JENS MALMGREN I create, that is my hobby.

Porting my blog for the second time, right sidebar part 1

This is post #36 of my series about how I port this blog from Blogengine.NET 2.5 ASPX on a Windows Server 2003 to a Linux Ubuntu server, Apache2, MySQL and PHP. A so called LAMP. The introduction to this project can be found in this blog post /post/Porting-my-blog-for-the-second-time-Project-can-start.

Now it is time for the right sidebar of my blog. The right sidebar is more narrow than the left and it is the first to move to the bottom in case the window gets narrower. For this sidebar I decided to put a short summary of myself.

I could create a general kind of storage for texts to be used in the blog but I decided to write the bio in the PHP file directly. By doing so I avoid much of the extra effort necessary to administrate various texts via the database. This is what I will do for now. Later on I will come back to some kind of general storage of texts.

Next on my right sidebar is a search field. So up until now I created security by stripping down any possible input into the page to very secure and valid identification codes. Now on the other hand with a search field we open up for nasty stuff. So how about security? Found an interesting article by Josh Duff.

http://joshduff.com/#!/post/2011-05-10-why-you-should-not-be-using-mysqli-prepare.md

Currently I am using mysqli and for now I will stay on that. Probably very soon I will start experiment with PDO as well but for now it is mysqli. Some sources claims that both mysqli and PDO are vulnerable for SQL injection attacks especially if one is using other character sets than utf8. Well I use utf8 both in the page, php and in the database.

In the link here above Josh Duff made his own prepare routine. It used of mysql_escape_string that since then has been depreciated. The main unique selling point of that depreciated routine was that it knew what character set the database was set to so that I could safely convert characters but I already know that.

There are more characters and strings that I don't want to get through to the database than most prepare routines takes care of. Many many more. Could it be so that the reason is that the regular prepare is made in such way that you can actually do things in the database but I don't need that, I just want to search. I really don't want to sound arrogant that I roll my own mysql_escape_string but really, is it arrogant? My search really don't need update/create/drop tables or select from tables. It just needs to get enough characters through to search for blog entries and the rest it needs to filter. Here are the characters I don't  want:

Original Replacement
\ \\
\0
\n
\r
' \'
" \"
x1a \Z
-- \-\-
%
(
)
=
:
@
;
 \b
\t

After these replacements I run the result through quoted_printable_encode. Am I safe? Hmm... There are others in Internet that very thoroughly explains that the only secure method is to use prepared statements. And that security is more important than that each query takes 3 round trips to the database instead of one trip to the database.

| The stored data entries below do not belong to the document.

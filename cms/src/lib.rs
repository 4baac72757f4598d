pub mod error;
mod oid;

pub use oid::ObjectIdentifier;

use decant::decoder::{DecodableFrom, Decoder};
use der::{Der, Tag, Tlv};
use error::{Error, Result};

/*
RFC 5652 - Cryptographic Message Syntax (CMS)

ContentInfo ::= SEQUENCE {
    contentType ContentType,
    content [0] EXPLICIT ANY DEFINED BY contentType }

ContentType ::= OBJECT IDENTIFIER

SignedData ::= SEQUENCE {
    version CMSVersion,
    digestAlgorithms DigestAlgorithmIdentifiers,
    encapContentInfo EncapsulatedContentInfo,
    certificates [0] IMPLICIT CertificateSet OPTIONAL,
    crls [1] IMPLICIT RevocationInfoChoices OPTIONAL,
    signerInfos SignerInfos }

EncapsulatedContentInfo ::= SEQUENCE {
    eContentType ContentType,
    eContent [0] EXPLICIT OCTET STRING OPTIONAL }

Only the fields on the path to the encapsulated payload are decoded;
certificates, crls and signerInfos are skipped.
*/

/// id-data: 1.2.840.113549.1.7.1
pub const DATA_OID: &str = "1.2.840.113549.1.7.1";

/// id-signedData: 1.2.840.113549.1.7.2
pub const SIGNED_DATA_OID: &str = "1.2.840.113549.1.7.2";

/// Top-level CMS structure: a content type and the content it wraps.
#[derive(Debug, Clone)]
pub struct ContentInfo {
    content_type: ObjectIdentifier,
    content: Option<Tlv>,
}

impl ContentInfo {
    pub fn content_type(&self) -> &ObjectIdentifier {
        &self.content_type
    }

    fn content(&self) -> Option<&Tlv> {
        self.content.as_ref()
    }
}

impl DecodableFrom<Der> for ContentInfo {}

impl Decoder<Der, ContentInfo> for Der {
    type Error = Error;

    fn decode(&self) -> Result<ContentInfo> {
        let root = self
            .elements()
            .first()
            .ok_or_else(|| Error::InvalidStructure("empty DER document".to_string()))?;
        let elements = sequence_children(root, "ContentInfo")?;
        if elements.is_empty() {
            return Err(Error::InvalidStructure(
                "ContentInfo sequence is empty".to_string(),
            ));
        }

        let content_type = oid_value(&elements[0], "contentType")?;
        let content = match elements.get(1) {
            Some(wrapper) => {
                if !matches!(wrapper.tag(), Tag::ContextSpecific { slot: 0, .. }) {
                    return Err(Error::InvalidStructure(
                        "ContentInfo content must be tagged [0]".to_string(),
                    ));
                }
                Some(wrapper.clone())
            }
            None => None,
        };

        Ok(ContentInfo {
            content_type,
            content,
        })
    }
}

/// The CMS signedData content, decoded down to its encapsulated payload.
#[derive(Debug, Clone)]
pub struct SignedData {
    version: u64,
    digest_algorithms: Vec<ObjectIdentifier>,
    encap_content_info: EncapContentInfo,
}

impl SignedData {
    pub fn version(&self) -> u64 {
        self.version
    }

    pub fn digest_algorithms(&self) -> &[ObjectIdentifier] {
        &self.digest_algorithms
    }

    pub fn encap_content_info(&self) -> &EncapContentInfo {
        &self.encap_content_info
    }
}

#[derive(Debug, Clone)]
pub struct EncapContentInfo {
    content_type: ObjectIdentifier,
    content: Option<Vec<u8>>,
}

impl EncapContentInfo {
    pub fn content_type(&self) -> &ObjectIdentifier {
        &self.content_type
    }

    pub fn content(&self) -> Option<&[u8]> {
        self.content.as_deref()
    }
}

impl DecodableFrom<ContentInfo> for SignedData {}

impl Decoder<ContentInfo, SignedData> for ContentInfo {
    type Error = Error;

    fn decode(&self) -> Result<SignedData> {
        let wrapper = self.content().ok_or_else(|| {
            Error::InvalidStructure("SignedData content is absent".to_string())
        })?;
        let inner = explicit_inner(wrapper, "SignedData")?;
        let elements = sequence_children(inner, "SignedData")?;
        if elements.len() < 3 {
            return Err(Error::InvalidStructure(format!(
                "expected at least 3 elements in SignedData sequence, got {}",
                elements.len()
            )));
        }

        let version = integer_value(&elements[0], "version")?;
        let digest_algorithms = digest_algorithm_oids(&elements[1])?;
        let encap_content_info = decode_encap_content_info(&elements[2])?;

        Ok(SignedData {
            version,
            digest_algorithms,
            encap_content_info,
        })
    }
}

fn decode_encap_content_info(tlv: &Tlv) -> Result<EncapContentInfo> {
    let elements = sequence_children(tlv, "EncapsulatedContentInfo")?;
    if elements.is_empty() {
        return Err(Error::InvalidStructure(
            "EncapsulatedContentInfo sequence is empty".to_string(),
        ));
    }

    let content_type = oid_value(&elements[0], "eContentType")?;
    let content = match elements.get(1) {
        Some(wrapper) => Some(payload_octets(wrapper, "eContent")?),
        None => None,
    };

    Ok(EncapContentInfo {
        content_type,
        content,
    })
}

/// DigestAlgorithmIdentifiers: a SET of AlgorithmIdentifier sequences.
/// Only the algorithm OIDs are kept.
fn digest_algorithm_oids(tlv: &Tlv) -> Result<Vec<ObjectIdentifier>> {
    if tlv.tag() != Tag::Set {
        return Err(Error::InvalidStructure(
            "expected SET for digestAlgorithms".to_string(),
        ));
    }
    let entries = tlv.children().ok_or_else(|| {
        Error::InvalidStructure("digestAlgorithms SET has no elements".to_string())
    })?;

    let mut oids = Vec::new();
    for entry in entries {
        let elements = sequence_children(entry, "AlgorithmIdentifier")?;
        let first = elements.first().ok_or_else(|| {
            Error::InvalidStructure("AlgorithmIdentifier sequence is empty".to_string())
        })?;
        oids.push(oid_value(first, "algorithm")?);
    }
    Ok(oids)
}

fn sequence_children<'a>(tlv: &'a Tlv, what: &str) -> Result<&'a [Tlv]> {
    if tlv.tag() != Tag::Sequence {
        return Err(Error::InvalidStructure(format!(
            "expected SEQUENCE for {}",
            what
        )));
    }
    tlv.children()
        .ok_or_else(|| Error::InvalidStructure(format!("{} sequence has no elements", what)))
}

fn oid_value(tlv: &Tlv, what: &str) -> Result<ObjectIdentifier> {
    if tlv.tag() != Tag::ObjectIdentifier {
        return Err(Error::InvalidStructure(format!(
            "expected OBJECT IDENTIFIER for {}",
            what
        )));
    }
    let data = tlv
        .data()
        .ok_or_else(|| Error::InvalidStructure(format!("{} has no content octets", what)))?;
    ObjectIdentifier::try_from(data)
}

fn integer_value(tlv: &Tlv, what: &str) -> Result<u64> {
    if tlv.tag() != Tag::Integer {
        return Err(Error::InvalidStructure(format!(
            "expected INTEGER for {}",
            what
        )));
    }
    let data = tlv
        .data()
        .ok_or_else(|| Error::InvalidStructure(format!("{} has no content octets", what)))?;
    if data.len() > 8 {
        return Err(Error::InvalidStructure(format!(
            "{} integer out of range for u64",
            what
        )));
    }
    Ok(data.iter().fold(0u64, |n, &b| (n << 8) | b as u64))
}

/// Unwrap an EXPLICIT `[n]` wrapper down to the single element it holds.
fn explicit_inner<'a>(wrapper: &'a Tlv, what: &str) -> Result<&'a Tlv> {
    let children = wrapper.children().ok_or_else(|| {
        Error::InvalidStructure(format!("{} wrapper holds no parsable element", what))
    })?;
    children
        .first()
        .ok_or_else(|| Error::InvalidStructure(format!("{} wrapper is empty", what)))
}

/// Content octets of an EXPLICIT `[0]`-wrapped OCTET STRING payload.
///
/// A primitive wrapper (content octets that did not parse as TLV) yields
/// its raw octets.
fn payload_octets(wrapper: &Tlv, what: &str) -> Result<Vec<u8>> {
    match wrapper.children() {
        Some(_) => {
            let inner = explicit_inner(wrapper, what)?;
            if inner.tag() != Tag::OctetString {
                return Err(Error::InvalidStructure(format!(
                    "expected OCTET STRING for {}",
                    what
                )));
            }
            inner
                .data()
                .map(<[u8]>::to_vec)
                .ok_or_else(|| Error::InvalidStructure(format!("{} has no content octets", what)))
        }
        None => wrapper
            .data()
            .map(<[u8]>::to_vec)
            .ok_or_else(|| Error::InvalidStructure(format!("{} has no content octets", what))),
    }
}

/// The outcome of best-effort content extraction from a decoded blob.
///
/// Structural failure is a value here, not an error: callers only need
/// candidate text to scan for a payload, so an unparsable container
/// degrades to the raw bytes.
#[derive(Debug, Clone, PartialEq, Eq)]
pub enum ExtractedContent {
    /// Payload octets recovered from a recognized CMS content type
    Content(Vec<u8>),
    /// The structure parsed but carries no payload; its printable form
    /// stands in as the candidate text
    Stringified(String),
    /// Structural parse failed; the input bytes, undecoded
    Raw(Vec<u8>),
}

impl ExtractedContent {
    /// Candidate text for payload scanning. Byte-carrying variants decode
    /// as UTF-8 with invalid sequences replaced; this never fails.
    pub fn into_text(self) -> String {
        match self {
            ExtractedContent::Content(bytes) | ExtractedContent::Raw(bytes) => {
                String::from_utf8_lossy(&bytes).into_owned()
            }
            ExtractedContent::Stringified(text) => text,
        }
    }
}

/// Extract the payload-bearing content from a decoded PEM blob.
///
/// Total: a blob that does not hold a well-formed CMS structure comes
/// back as [`ExtractedContent::Raw`].
pub fn extract_content(blob: &[u8]) -> ExtractedContent {
    match try_extract(blob) {
        Ok(content) => content,
        Err(_) => ExtractedContent::Raw(blob.to_vec()),
    }
}

fn try_extract(blob: &[u8]) -> Result<ExtractedContent> {
    let der: Der = blob.decode()?;
    let info: ContentInfo = der.decode()?;

    if *info.content_type() == DATA_OID {
        let wrapper = info
            .content()
            .ok_or_else(|| Error::InvalidStructure("data content is absent".to_string()))?;
        return Ok(ExtractedContent::Content(payload_octets(
            wrapper, "content",
        )?));
    }

    if *info.content_type() == SIGNED_DATA_OID {
        let signed: SignedData = info.decode()?;
        return match signed.encap_content_info().content() {
            Some(content) if !content.is_empty() => {
                Ok(ExtractedContent::Content(content.to_vec()))
            }
            _ => Ok(ExtractedContent::Stringified(format!("{:?}", signed))),
        };
    }

    Ok(ExtractedContent::Stringified(format!("{:?}", info)))
}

http://www.programmerinterview.com/index.php/database-sql/sql-injection-prevention

Well I don't get prepared statements to work with mysqli so I guess I am rolling on my own until I get the hang of PDO. But not tonight.

Even then... When I get PDO to work I will probably roll my own security layer on top of it. Hehe... No I am not arrogant.

So alright suppose I got my security in place. Then what? Actually get the form set up and have it send its data to the php page and produce a query (safely) and then present the result in a result table. But that is for the next time.

I was born 1967 in Stockholm, Sweden. I grew up in the small village Vågdalen in north Sweden. 1989 I moved to Umeå to study Computer Science at University of Umeå. 1995 I moved to the Netherlands where I live in Almere not far from Amsterdam.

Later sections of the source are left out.